That is the neat thing about this procedure. You can use almost anything to tint the foam. I initially selected tempera paints because they are non-toxic. Kindergarden teachers use them because a little kid could eat all the color all day long and it wouldn't hurt him a bit.



Then I experimented with a couple of mineral oxide tints and the foam tinted just the same.

The foam is mixed on a 1 :1 basis, one part A & one part B. I tested mixing the powder in several ways and found that it didn't matter how the pigments were added. You can mix several colors together to come up with thousands of different colors. I tried mixing the colors directly into one part, and I tried mixing the colors together in a separate container before adding it to one part of the foam, neither way made a difference.



I took the following technique from the model railroading community.

Bragdon Enterprises - Geo Foam Instructions

The following shows how to build a super strong very light weight panel.

It starts with using the small packing bubble wrap, purchased at Kinkos.

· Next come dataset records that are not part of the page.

//! Application state shared across handlers.

use crate::auth::AuthService;
use crate::config::Config;
use crate::db::Database;
use crate::marketplace::MarketplaceService;
use crate::reading::ReadingService;
use std::sync::Arc;

/// Shared application state.
#[derive(Clone)]
pub struct AppState {
    /// Application configuration.
    pub config: Arc<Config>,
    /// Database connection.
    pub db: Database,
    /// Authentication service.
    pub auth: Arc<AuthService>,
    /// Offer negotiation.
    pub marketplace: Arc<MarketplaceService>,
    /// Reading progress.
    pub reading: Arc<ReadingService>,
}

impl AppState {
    /// Build every service over one database handle.
    pub fn new(config: Config, db: Database) -> Self {
        let auth = AuthService::new(
            db.clone(),
            config.auth.session_days,
            config.auth.registration_enabled(),
        );
        let marketplace = MarketplaceService::new(db.clone(), &config.marketplace);
        let reading = ReadingService::new(db.clone(), &config.reading);

        Self {
            config: Arc::new(config),
            db,
            auth: Arc::new(auth),
            marketplace: Arc::new(marketplace),
            reading: Arc::new(reading),
        }
    }
}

The bubble wrap is laid flat, bubble side up, foam is then installed and spread thin, fiberglass screen is then spread through the newly poured foam, plastic saran wrap is placed over all of this, and the foam is compressed, pushed flat. The compression, flattens the foam, making it stronger, denser and harder. After the foam sets up, the saran wrap can be pulled off. If you attempt to take it off and the foam is not letting go of the plastic, the foam needs to set up a bit more.



Added a second color to test the bonding ability of one pour to the next. Foam is supposed to cure for 15 minutes or so before attempting to pour the next color.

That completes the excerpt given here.